Transcribe exactly the line that contains "Everything currently buffered" and every line after it through the end of the records, with nothing else.

Recorded data:
_ _ _ _ _ _ _
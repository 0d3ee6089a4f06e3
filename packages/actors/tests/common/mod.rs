#![allow(dead_code)]

use std::sync::{Arc, LazyLock};
use std::time::{Duration, Instant};

use tokio::sync::mpsc::UnboundedReceiver;
use tokio::sync::{Mutex, MutexGuard};

use actors::{EventEmitter, JobQueue, set_default_emitter, take_default_emitter};
use compactor_core::{
    AgentDefinition, CompressionEvent, CoordinatorConfig, EventConfig, Job, JobId, JobStatus,
    QueueConfig, SwarmConfig, Tier,
};

static TEST_LOCK: LazyLock<Mutex<()>> = LazyLock::new(|| Mutex::new(()));

pub const WAIT: Duration = Duration::from_secs(3);

/// Serializes tests and installs a fresh process-wide emitter.
///
/// The previous emitter is put back when the guard drops.
pub struct EmitterGuard {
    pub emitter: Arc<EventEmitter>,
    previous: Option<Arc<EventEmitter>>,
    _lock: MutexGuard<'static, ()>,
}

impl Drop for EmitterGuard {
    fn drop(&mut self) {
        match self.previous.take() {
            Some(previous) => set_default_emitter(previous),
            None => take_default_emitter(),
        };
    }
}

pub async fn setup() -> EmitterGuard {
    let lock = TEST_LOCK.lock().await;
    let emitter = Arc::new(EventEmitter::new(1024));
    let previous = set_default_emitter(emitter.clone());
    EmitterGuard {
        emitter,
        previous,
        _lock: lock,
    }
}

/// Config with short intervals and the given catalog.
pub fn fast_config(agents: Vec<AgentDefinition>, concurrency: u32) -> CoordinatorConfig {
    CoordinatorConfig {
        queue: QueueConfig {
            concurrency,
            schedule_interval_ms: 20,
            poll_interval_ms: 5,
            progress_interval_ms: 10,
            default_timeout_secs: 60,
        },
        swarm: SwarmConfig::default().with_agents(agents),
        events: EventConfig::default(),
    }
}

pub fn single_agent(capability: &str) -> Vec<AgentDefinition> {
    vec![AgentDefinition::new("solo", Tier::Fast, capability)]
}

pub async fn wait_for_status(queue: &JobQueue, job_id: JobId, status: JobStatus) -> Job {
    let deadline = Instant::now() + WAIT;
    loop {
        let job = queue
            .job(job_id)
            .await
            .expect("queue reachable")
            .expect("job exists");
        if job.status == status {
            return job;
        }
        assert!(
            Instant::now() < deadline,
            "job {job_id} is {} after waiting for {status}",
            job.status
        );
        tokio::time::sleep(Duration::from_millis(5)).await;
    }
}

pub async fn wait_until(what: &str, mut check: impl FnMut() -> bool) {
    let deadline = Instant::now() + WAIT;
    while !check() {
        assert!(Instant::now() < deadline, "timed out waiting for {what}");
        tokio::time::sleep(Duration::from_millis(5)).await;
    }
}

/// Next event on `rx` that satisfies `accept`.
pub async fn next_event(
    rx: &mut UnboundedReceiver<CompressionEvent>,
    accept: impl Fn(&CompressionEvent) -> bool,
) -> CompressionEvent {
    let found = tokio::time::timeout(WAIT, async {
        while let Some(event) = rx.recv().await {
            if accept(&event) {
                return Some(event);
            }
        }
        None
    })
    .await;
    found
        .expect("timed out waiting for event")
        .expect("emitter dropped the subscription")
}

/// Everything currently buffered on `rx`.
pub fn drain(rx: &mut UnboundedReceiver<CompressionEvent>) -> Vec<CompressionEvent> {
    std::iter::from_fn(|| rx.try_recv().ok()).collect()
}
_ _ _ _ _ _ _
§ **RESULT OF THE EXERCISE**:
/// Everything currently buffered on `rx`.
pub fn drain(rx: &mut UnboundedReceiver<CompressionEvent>) -> Vec<CompressionEvent> {
    std::iter::from_fn(|| rx.try_recv().ok()).collect()
}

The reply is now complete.